━━━━━ Dataset extract ━━━━━
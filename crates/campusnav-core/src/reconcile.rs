//! Waypoint List Reconciler.
//!
//! Turns the raw text of the optional waypoint fields into resolved
//! [`LocationRecord`]s plus the list of names that failed lookup.

use crate::directory::LocationDirectory;
use crate::location::LocationRecord;

/// Outcome of [`reconcile`].
#[derive(Debug, Clone, PartialEq)]
pub struct Reconciliation<'a> {
    /// Records for the non-blank entries that resolved, in input order.
    pub resolved: Vec<&'a LocationRecord>,
    /// Raw text of the non-blank entries that did not resolve, in input order.
    pub invalid: Vec<String>,
}

impl Reconciliation<'_> {
    #[must_use]
    pub fn is_valid(&self) -> bool {
        self.invalid.is_empty()
    }

    /// Display names of the resolved records.
    #[must_use]
    pub fn resolved_names(&self) -> Vec<String> {
        self.resolved
            .iter()
            .map(|record| record.name().to_string())
            .collect()
    }
}

/// Resolves each non-blank entry of `raw_values` against `directory`.
///
/// Blank and whitespace-only entries are skipped without error. An empty
/// input yields an empty, valid reconciliation.
#[must_use]
pub fn reconcile<'a, S>(raw_values: &[S], directory: &'a LocationDirectory) -> Reconciliation<'a>
where
    S: AsRef<str>,
{
    let mut resolved = Vec::new();
    let mut invalid = Vec::new();

    for raw in raw_values.iter().map(AsRef::as_ref) {
        if raw.trim().is_empty() {
            continue;
        }
        match directory.lookup(raw) {
            Some(record) => resolved.push(record),
            None => invalid.push(raw.to_string()),
        }
    }

    if !invalid.is_empty() {
        tracing::debug!(invalid = ?invalid, "waypoints failed lookup");
    }

    Reconciliation { resolved, invalid }
}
━━━━━
An exact repetition of the data above is all that is needed.

filename crates/campusnav-core/src/reconcile.rs
//! Waypoint List Reconciler.
//!
//! Turns the raw text of the optional waypoint fields into resolved
//! [`LocationRecord`]s plus the list of names that failed lookup.

use crate::directory::LocationDirectory;
use crate::location::LocationRecord;

/// Outcome of [`reconcile`].
#[derive(Debug, Clone, PartialEq)]
pub struct Reconciliation<'a> {
    /// Records for the non-blank entries that resolved, in input order.
    pub resolved: Vec<&'a LocationRecord>,
    /// Raw text of the non-blank entries that did not resolve, in input order.
    pub invalid: Vec<String>,
}

impl Reconciliation<'_> {
    #[must_use]
    pub fn is_valid(&self) -> bool {
        self.invalid.is_empty()
    }

    /// Display names of the resolved records.
    #[must_use]
    pub fn resolved_names(&self) -> Vec<String> {
        self.resolved
            .iter()
            .map(|record| record.name().to_string())
            .collect()
    }
}

/// Resolves each non-blank entry of `raw_values` against `directory`.
///
/// Blank and whitespace-only entries are skipped without error. An empty
/// input yields an empty, valid reconciliation.
#[must_use]
pub fn reconcile<'a, S>(raw_values: &[S], directory: &'a LocationDirectory) -> Reconciliation<'a>
where
    S: AsRef<str>,
{
    let mut resolved = Vec::new();
    let mut invalid = Vec::new();

    for raw in raw_values.iter().map(AsRef::as_ref) {
        if raw.trim().is_empty() {
            continue;
        }
        match directory.lookup(raw) {
            Some(record) => resolved.push(record),
            None => invalid.push(raw.to_string()),
        }
    }

    if !invalid.is_empty() {
        tracing::debug!(invalid = ?invalid, "waypoints failed lookup");
    }

    Reconciliation { resolved, invalid }
}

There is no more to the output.